**What you need to do**
All of the records listed below should be retyped exactly.

**Extracted records**
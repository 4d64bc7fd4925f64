use crate::catalog::types::Value;
use crate::error::OrmError;
use serde::{Deserialize, Serialize};
use std::collections::BTreeSet;

/// Maximum nesting depth for expressions to prevent stack overflow
const MAX_EXPR_DEPTH: usize = 32;

/// Where-clause over a single table's columns. Used for row lookups through
/// the store and for `Rule::Check` predicates.
#[derive(Debug, Clone, PartialEq, Eq, Serialize, Deserialize)]
pub enum Expr {
    Eq(String, Value),
    Ne(String, Value),
    Lt(String, Value),
    Lte(String, Value),
    Gt(String, Value),
    Gte(String, Value),
    In(String, Vec<Value>),
    Between(String, Value, Value),
    IsNull(String),
    IsNotNull(String),
    Like(String, String),
    And(Box<Expr>, Box<Expr>),
    Or(Box<Expr>, Box<Expr>),
    Not(Box<Expr>),
}

impl Expr {
    pub fn and(self, rhs: Expr) -> Expr {
        Expr::And(Box::new(self), Box::new(rhs))
    }

    pub fn or(self, rhs: Expr) -> Expr {
        Expr::Or(Box::new(self), Box::new(rhs))
    }

    #[allow(clippy::should_implement_trait)]
    pub fn not(self) -> Expr {
        Expr::Not(Box::new(self))
    }

    /// Calculates the maximum nesting depth of this expression tree.
    pub fn depth(&self) -> usize {
        match self {
            Expr::Eq(_, _)
            | Expr::Ne(_, _)
            | Expr::Lt(_, _)
            | Expr::Lte(_, _)
            | Expr::Gt(_, _)
            | Expr::Gte(_, _)
            | Expr::In(_, _)
            | Expr::Between(_, _, _)
            | Expr::IsNull(_)
            | Expr::IsNotNull(_)
            | Expr::Like(_, _) => 1,
            Expr::Not(inner) => 1 + inner.depth(),
            Expr::And(left, right) | Expr::Or(left, right) => 1 + left.depth().max(right.depth()),
        }
    }

    pub fn validate_depth(&self) -> Result<(), OrmError> {
        let depth = self.depth();
        if depth > MAX_EXPR_DEPTH {
            return Err(OrmError::InvalidQuery {
                message: format!(
                    "expression depth {depth} exceeds maximum allowed depth of {MAX_EXPR_DEPTH}"
                ),
            });
        }
        Ok(())
    }

    /// Column names mentioned anywhere in the expression.
    pub fn columns(&self) -> BTreeSet<&str> {
        let mut out = BTreeSet::new();
        self.collect_columns(&mut out);
        out
    }

    fn collect_columns<'a>(&'a self, out: &mut BTreeSet<&'a str>) {
        match self {
            Expr::Eq(c, _)
            | Expr::Ne(c, _)
            | Expr::Lt(c, _)
            | Expr::Lte(c, _)
            | Expr::Gt(c, _)
            | Expr::Gte(c, _)
            | Expr::In(c, _)
            | Expr::Between(c, _, _)
            | Expr::IsNull(c)
            | Expr::IsNotNull(c)
            | Expr::Like(c, _) => {
                out.insert(c.as_str());
            }
            Expr::And(l, r) | Expr::Or(l, r) => {
                l.collect_columns(out);
                r.collect_columns(out);
            }
            Expr::Not(inner) => inner.collect_columns(out),
        }
    }
}

pub struct ColumnRef(String);

pub fn col(name: &str) -> ColumnRef {
    ColumnRef(name.to_string())
}

pub fn lit<T: Into<Value>>(value: T) -> Value {
    value.into()
}

impl ColumnRef {
    pub fn eq(self, value: Value) -> Expr {
        Expr::Eq(self.0, value)
    }

    pub fn neq(self, value: Value) -> Expr {
        Expr::Ne(self.0, value)
    }

    pub fn gt(self, value: Value) -> Expr {
        Expr::Gt(self.0, value)
    }

    pub fn gte(self, value: Value) -> Expr {
        Expr::Gte(self.0, value)
    }

    pub fn lt(self, value: Value) -> Expr {
        Expr::Lt(self.0, value)
    }

    pub fn lte(self, value: Value) -> Expr {
        Expr::Lte(self.0, value)
    }

    pub fn between(self, low: Value, high: Value) -> Expr {
        Expr::Between(self.0, low, high)
    }

    pub fn in_(self, values: Vec<Value>) -> Expr {
        Expr::In(self.0, values)
    }

    pub fn like(self, pattern: &str) -> Expr {
        Expr::Like(self.0, pattern.to_string())
    }

    pub fn is_null(self) -> Expr {
        Expr::IsNull(self.0)
    }

    pub fn is_not_null(self) -> Expr {
        Expr::IsNotNull(self.0)
    }
}

#[cfg(test)]
mod tests {
    use super::{col, lit};
    use crate::error::OrmErrorCode;

    #[test]
    fn depth_and_columns_follow_tree_shape() {
        let expr = col("age")
            .gte(lit(18))
            .and(col("name").like("A%").or(col("email").is_null()).not());
        assert_eq!(expr.depth(), 4);
        let cols: Vec<_> = expr.columns().into_iter().collect();
        assert_eq!(cols, vec!["age", "email", "name"]);
    }

    #[test]
    fn overly_deep_expressions_are_rejected() {
        let mut expr = col("a").eq(lit(1));
        for _ in 0..40 {
            expr = expr.not();
        }
        let err = expr.validate_depth().expect_err("too deep");
        assert_eq!(err.code(), OrmErrorCode::InvalidQuery);
        assert!(err.is_structural());
    }
}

**Solution**
repository 4d64bc7fd4925f64
use crate::catalog::types::Value;
use crate::error::OrmError;
use serde::{Deserialize, Serialize};
use std::collections::BTreeSet;

/// Maximum nesting depth for expressions to prevent stack overflow
const MAX_EXPR_DEPTH: usize = 32;

/// Where-clause over a single table's columns. Used for row lookups through
/// the store and for `Rule::Check` predicates.
#[derive(Debug, Clone, PartialEq, Eq, Serialize, Deserialize)]
pub enum Expr {
    Eq(String, Value),
    Ne(String, Value),
    Lt(String, Value),
    Lte(String, Value),
    Gt(String, Value),
    Gte(String, Value),
    In(String, Vec<Value>),
    Between(String, Value, Value),
    IsNull(String),
    IsNotNull(String),
    Like(String, String),
    And(Box<Expr>, Box<Expr>),
    Or(Box<Expr>, Box<Expr>),
    Not(Box<Expr>),
}

impl Expr {
    pub fn and(self, rhs: Expr) -> Expr {
        Expr::And(Box::new(self), Box::new(rhs))
    }

    pub fn or(self, rhs: Expr) -> Expr {
        Expr::Or(Box::new(self), Box::new(rhs))
    }

    #[allow(clippy::should_implement_trait)]
    pub fn not(self) -> Expr {
        Expr::Not(Box::new(self))
    }

    /// Calculates the maximum nesting depth of this expression tree.
    pub fn depth(&self) -> usize {
        match self {
            Expr::Eq(_, _)
            | Expr::Ne(_, _)
            | Expr::Lt(_, _)
            | Expr::Lte(_, _)
            | Expr::Gt(_, _)
            | Expr::Gte(_, _)
            | Expr::In(_, _)
            | Expr::Between(_, _, _)
            | Expr::IsNull(_)
            | Expr::IsNotNull(_)
            | Expr::Like(_, _) => 1,
            Expr::Not(inner) => 1 + inner.depth(),
            Expr::And(left, right) | Expr::Or(left, right) => 1 + left.depth().max(right.depth()),
        }
    }

    pub fn validate_depth(&self) -> Result<(), OrmError> {
        let depth = self.depth();
        if depth > MAX_EXPR_DEPTH {
            return Err(OrmError::InvalidQuery {
                message: format!(
                    "expression depth {depth} exceeds maximum allowed depth of {MAX_EXPR_DEPTH}"
                ),
            });
        }
        Ok(())
    }

    /// Column names mentioned anywhere in the expression.
    pub fn columns(&self) -> BTreeSet<&str> {
        let mut out = BTreeSet::new();
        self.collect_columns(&mut out);
        out
    }

    fn collect_columns<'a>(&'a self, out: &mut BTreeSet<&'a str>) {
        match self {
            Expr::Eq(c, _)
            | Expr::Ne(c, _)
            | Expr::Lt(c, _)
            | Expr::Lte(c, _)
            | Expr::Gt(c, _)
            | Expr::Gte(c, _)
            | Expr::In(c, _)
            | Expr::Between(c, _, _)
            | Expr::IsNull(c)
            | Expr::IsNotNull(c)
            | Expr::Like(c, _) => {
                out.insert(c.as_str());
            }
            Expr::And(l, r) | Expr::Or(l, r) => {
                l.collect_columns(out);
                r.collect_columns(out);
            }
            Expr::Not(inner) => inner.collect_columns(out),
        }
    }
}

pub struct ColumnRef(String);

pub fn col(name: &str) -> ColumnRef {
    ColumnRef(name.to_string())
}

pub fn lit<T: Into<Value>>(value: T) -> Value {
    value.into()
}

impl ColumnRef {
    pub fn eq(self, value: Value) -> Expr {
        Expr::Eq(self.0, value)
    }

    pub fn neq(self, value: Value) -> Expr {
        Expr::Ne(self.0, value)
    }

    pub fn gt(self, value: Value) -> Expr {
        Expr::Gt(self.0, value)
    }

    pub fn gte(self, value: Value) -> Expr {
        Expr::Gte(self.0, value)
    }

    pub fn lt(self, value: Value) -> Expr {
        Expr::Lt(self.0, value)
    }

    pub fn lte(self, value: Value) -> Expr {
        Expr::Lte(self.0, value)
    }

    pub fn between(self, low: Value, high: Value) -> Expr {
        Expr::Between(self.0, low, high)
    }

    pub fn in_(self, values: Vec<Value>) -> Expr {
        Expr::In(self.0, values)
    }

    pub fn like(self, pattern: &str) -> Expr {
        Expr::Like(self.0, pattern.to_string())
    }

    pub fn is_null(self) -> Expr {
        Expr::IsNull(self.0)
    }

    pub fn is_not_null(self) -> Expr {
        Expr::IsNotNull(self.0)
    }
}

#[cfg(test)]
mod tests {
    use super::{col, lit};
    use crate::error::OrmErrorCode;

    #[test]
    fn depth_and_columns_follow_tree_shape() {
        let expr = col("age")
            .gte(lit(18))
            .and(col("name").like("A%").or(col("email").is_null()).not());
        assert_eq!(expr.depth(), 4);
        let cols: Vec<_> = expr.columns().into_iter().collect();
        assert_eq!(cols, vec!["age", "email", "name"]);
    }

    #[test]
    fn overly_deep_expressions_are_rejected() {
        let mut expr = col("a").eq(lit(1));
        for _ in 0..40 {
            expr = expr.not();
        }
        let err = expr.validate_depth().expect_err("too deep");
        assert_eq!(err.code(), OrmErrorCode::InvalidQuery);
        assert!(err.is_structural());
    }
}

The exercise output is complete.